A heavy sigh flits from my lips, pulled from the deepest recesses of my being as I look out of my barred window, watching the flecks of snow drift over the empty courtyard. Silence. Everything is too quiet. We are all supposed to spend this time in silent contemplation, yet my mind continues to wander.

I should be better than this. Beyond all this. But I’m not. I’m a mere mortal man. Gripping my rosary even tighter, I grit my teeth as I force myself to concentrate. I need to get my mind and heart right before morning Mass. Unfortunately, every time I close my eyes, it’s not wholesome thoughts that fill my brain.

It’s the newest Sister to our abbey—Sister Emily Agnes. Agnes. My mind trips over the saintly name bestowed upon her. Chaste, virtuous, everything a Sister should be. And yet, here I am, wondering what she looks like underneath her habit.

A groan eases from my lips, breaking the silence, as I squeeze the rosary so hard the cord snaps and beads plink all over the floor. My vision wavers for a moment as a buzz fills my brain. Until she came here, I had things under control. I was able to keep myself calm.

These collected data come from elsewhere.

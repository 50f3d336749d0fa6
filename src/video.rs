use std::io::{BufWriter, Write};
use std::thread::JoinHandle;

use crossbeam_channel::{bounded, Receiver, Sender};
use image::codecs::png::PngEncoder;
use image::{ExtendedColorType, ImageEncoder, RgbaImage};
use log::{debug, info, warn};

use crate::ffmpeg::FfmpegCommand;

/// Capacity of the bounded frame channel. A full channel blocks the driver,
/// throttling simulation speed to encoder throughput instead of buffering
/// frames without bound.
pub const FRAME_BUFFER: usize = 10;

/// Input frame rate passed to the encoder.
const FRAME_RATE: u32 = 30;

/// Streams rendered generation snapshots to an external ffmpeg process.
///
/// A single consumer thread owns the child process: it PNG-encodes every
/// frame received over the bounded channel, in strict arrival order, and
/// writes the bytes to the encoder's stdin. Channel closure flushes and
/// closes the stream, then waits for the encoder to exit.
///
/// Capture is best-effort: a failure to start ffmpeg, a broken pipe, or a
/// non-zero exit is logged at warn level and never fails the simulation.
pub struct VideoStreamer {
  tx: Sender<RgbaImage>,
  handle: JoinHandle<()>,
}

impl VideoStreamer {
  /// Start the consumer thread encoding into `<name>.mp4`.
  pub fn spawn(name: &str) -> Self {
    let (tx, rx) = bounded(FRAME_BUFFER);
    let output = format!("{name}.mp4");
    let handle = std::thread::spawn(move || stream_frames(rx, output));
    Self { tx, handle }
  }

  /// A sender half for the driver. Frames sent here arrive at the encoder in
  /// send order; sending blocks while the channel is full.
  pub fn frames(&self) -> Sender<RgbaImage> {
    self.tx.clone()
  }

  /// Close the frame channel and wait for the consumer (and the encoder
  /// process) to finish. Shutdown is a barrier: returning means the child
  /// has exited.
  pub fn finish(self) {
    drop(self.tx);
    let _ = self.handle.join();
  }
}

fn stream_frames(rx: Receiver<RgbaImage>, output: String) {
  let mut child = match FfmpegCommand::new()
    .overwrite()
    .format("image2pipe")
    .codec_video("png")
    .rate(FRAME_RATE)
    .input("pipe:0")
    .codec_video("libx264")
    .preset("superfast")
    .threads(4)
    .output(&output)
    .spawn()
  {
    Ok(child) => child,
    Err(e) => {
      warn!("failed to start ffmpeg, skipping video capture: {e}");
      return;
    }
  };

  let Some(stdin) = child.take_stdin() else {
    warn!("ffmpeg stdin not piped, skipping video capture");
    let _ = child.wait();
    return;
  };
  let mut writer = BufWriter::new(stdin);

  let mut count = 0u32;
  for frame in rx {
    let encoder = PngEncoder::new(&mut writer);
    if let Err(e) = encoder.write_image(
      frame.as_raw(),
      frame.width(),
      frame.height(),
      ExtendedColorType::Rgba8,
    ) {
      warn!("failed to pipe frame {count} to ffmpeg: {e}");
      break;
    }
    count += 1;
    debug!("streamed frame {count}");
  }

  if let Err(e) = writer.flush() {
    warn!("failed to flush frames to ffmpeg: {e}");
  }
  // Dropping the writer closes stdin and signals end of input.
  drop(writer);

  match child.wait() {
    Ok(status) if status.success() => info!("wrote {output} ({count} frames)"),
    Ok(status) => warn!("ffmpeg exited with {status}"),
    Err(e) => warn!("failed to wait for ffmpeg: {e}"),
  }
}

And yet, here I am, brought to my knees as electricity surges through my brain, forcing me to stop all action as it tamps down the aggression and sexual need coursing through me like a live wire. An animal. Nothing more. At least, that’s how the government paints us.

Forcing young Alphas on the cusp of adolescence to cede their power over to some foreign bit of nanotechnology to keep omegas safe. As if that is all that’s needed. It’s a heart issue and not a control issue.

As a practicing Father Confessor, I’ve heard the stories. I’ve listened to other Alphas as they recounted in cold calculation the things they and others have done. All without the implant stopping them. It’s not foolproof by any means.

Learn to game the system, and you can have the various sectors eating out of the palm of your hand. Learn the rules well enough, and you can bend them to your will with no one being a bit the wiser. If only I were such a specimen.

But no. I wear every emotion on my sleeve. My brain sizzles and snaps with every untoward thought. It’s as if God himself seeks to punish me directly.

Either way, I’ve been able to keep my heart and mind in check. Once I committed myself to a life of service to God almighty, the incidences of needing the implant to remind me of my place and role became less and less until it was nearly zero.

But then there was her.

Until Sister Emily Agnes, I’ve been able to maintain my role here with piety and dignity. I’ve never felt this with any of the other Sisters under my care, never felt such loss of control. They were sheep for me to lead, poor, innocent women for me to protect. Now, I feel like the vilest of wolves set to devour them.

No.

Not them.

Her.

I lie there on the cold floor, breathing in and out as my body remains immobile, held hostage by this implant forced into us at such a tender age. Perhaps it’s because we’re so close to Game Night. Even though I was not an active participant last year, it’s as if my body is gearing up for something, becoming primed and ready.

But ready for what?

Last year, I sequestered myself into my room as the Sisters took to the main chapel and prayed. They were phenomenal at offering sanctuary to any omega who requested it. They were so generous in their outward showing of love and faith. Unlike me.

I didn’t dare chance leaving the confines of my room. Not when the idea of being unfettered was so new, so unexplored. But even then, even when their myriad scents of fear and lust permeated the abbey, I stood firm.

Nothing shook me then. It’s as if I were untouchable, protected by God Himself. I was a lone Alpha able to conduct the game in prayer in supplication with little regard to any carnal needs that could have arisen.

Not now. God seems to have abandoned me at this time of need. It’s as if He’s testing me, seeing how far I can go before I break. That means this year I have no clue how I’m going to keep myself behind these paltry bits of wood and iron. Not when I already long to burst out of my bonds of the flesh to bathe in the sanctity of the Sister who haunts me at every turn.